With the Series B round we will take this to the next level. Our goal is to keep our leading position by winning the most of the upcoming automotive mass production programs on this early market and expanding our network of system integrators and distributors globally to boost revenues for our Smart City business unit. We have also launched two new business units. One is dedicated to Micromobility, which implements V2X for e-bikes and e-scooters, and a SaaS business unit for Connected Services, which provides data collection, analytics and various traffic management functions for the customers of all three other business units. Last but not least, we continue to invest heavily in research and development, patents and the next generation of our products to ensure an even brighter future for the company.

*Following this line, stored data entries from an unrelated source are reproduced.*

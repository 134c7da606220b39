use embedded_hal::digital::OutputPin;
use embedded_hal::spi::SpiDevice;

use super::Interface;

/// Spi interface error
#[derive(Clone, Copy, Debug)]
pub enum SpiError<SPI, DC> {
    Spi(SPI),
    Dc(DC),
}

/// 4-line serial interface: SPI plus a data/command select pin.
///
/// Chip-select is owned by the [`SpiDevice`], which asserts it for the
/// duration of every `write`, so each command and each data run is framed
/// separately on the bus.
pub struct SpiInterface<SPI, DC> {
    spi: SPI,
    dc: DC,
}

impl<SPI, DC> SpiInterface<SPI, DC>
where
    SPI: SpiDevice,
    DC: OutputPin,
{
    /// Create new interface
    pub fn new(spi: SPI, dc: DC) -> Self {
        Self { spi, dc }
    }

    /// Release the DC pin and SPI peripheral back, deconstructing the interface
    pub fn release(self) -> (SPI, DC) {
        (self.spi, self.dc)
    }
}

impl<SPI, DC> Interface for SpiInterface<SPI, DC>
where
    SPI: SpiDevice,
    DC: OutputPin,
{
    type Error = SpiError<SPI::Error, DC::Error>;

    fn send_command(&mut self, command: u8) -> Result<(), Self::Error> {
        self.dc.set_low().map_err(SpiError::Dc)?;
        self.spi.write(&[command]).map_err(SpiError::Spi)
    }

    fn send_data(&mut self, data: &[u8]) -> Result<(), Self::Error> {
        self.dc.set_high().map_err(SpiError::Dc)?;
        self.spi.write(data).map_err(SpiError::Spi)
    }
}

#[cfg(test)]
mod tests {
    use std::vec::Vec;

    use embedded_hal::spi::{ErrorKind, ErrorType, Operation};

    use super::*;
    use crate::_mock::MockPin;

    #[derive(Debug, Clone, PartialEq, Eq)]
    enum Transaction {
        Write { dc_high: bool, bytes: Vec<u8> },
    }

    #[derive(Default)]
    struct RecordingSpi {
        transactions: Vec<Vec<u8>>,
        fail: bool,
    }

    impl ErrorType for RecordingSpi {
        type Error = ErrorKind;
    }

    impl SpiDevice for RecordingSpi {
        fn transaction(&mut self, operations: &mut [Operation<'_, u8>]) -> Result<(), ErrorKind> {
            if self.fail {
                return Err(ErrorKind::Other);
            }
            let mut bytes = Vec::new();
            for op in operations {
                if let Operation::Write(data) = op {
                    bytes.extend_from_slice(data);
                }
            }
            self.transactions.push(bytes);
            Ok(())
        }
    }

    fn record(spi: &RecordingSpi, dc: &MockPin) -> Vec<Transaction> {
        spi.transactions
            .iter()
            .zip(dc.levels.iter())
            .map(|(bytes, &dc_high)| Transaction::Write {
                dc_high,
                bytes: bytes.clone(),
            })
            .collect()
    }

    #[test]
    fn command_and_data_use_separate_transactions() {
        let mut di = SpiInterface::new(RecordingSpi::default(), MockPin::default());
        di.send_command(0x2A).unwrap();
        di.send_data(&[0x00, 0x02, 0x00, 0x81]).unwrap();

        let (spi, dc) = di.release();
        assert_eq!(
            record(&spi, &dc),
            [
                Transaction::Write {
                    dc_high: false,
                    bytes: Vec::from([0x2A]),
                },
                Transaction::Write {
                    dc_high: true,
                    bytes: Vec::from([0x00, 0x02, 0x00, 0x81]),
                },
            ]
        );
    }

    #[test]
    fn bus_failure_is_propagated() {
        let spi = RecordingSpi {
            fail: true,
            ..Default::default()
        };
        let mut di = SpiInterface::new(spi, MockPin::default());
        assert!(matches!(
            di.send_data(&[1, 2]),
            Err(SpiError::Spi(ErrorKind::Other))
        ));
    }
}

The last few years of COVID, war, recession, inflation, and the rising cost of funding have reminded everyone that for a startup it is not enough to have "just a nice story and vision", but that there are the same requirements and pressures to be able to generate revenue at excellent margins, to stay relevant, and to be able to find funding or exit. Startups that do not have a clear path to generate revenue and profits have a very difficult time to raise capital. Investors are much more conscious about revenues and burn rates, and so should be the founders and CEOs. Our goal with the Series B is for the company to become cash positive over the next years while maintaining a pace of intense investment into creating unique IP, and into building the future of the ecosystem and creating implicit value for shareholders in the valuation of the company.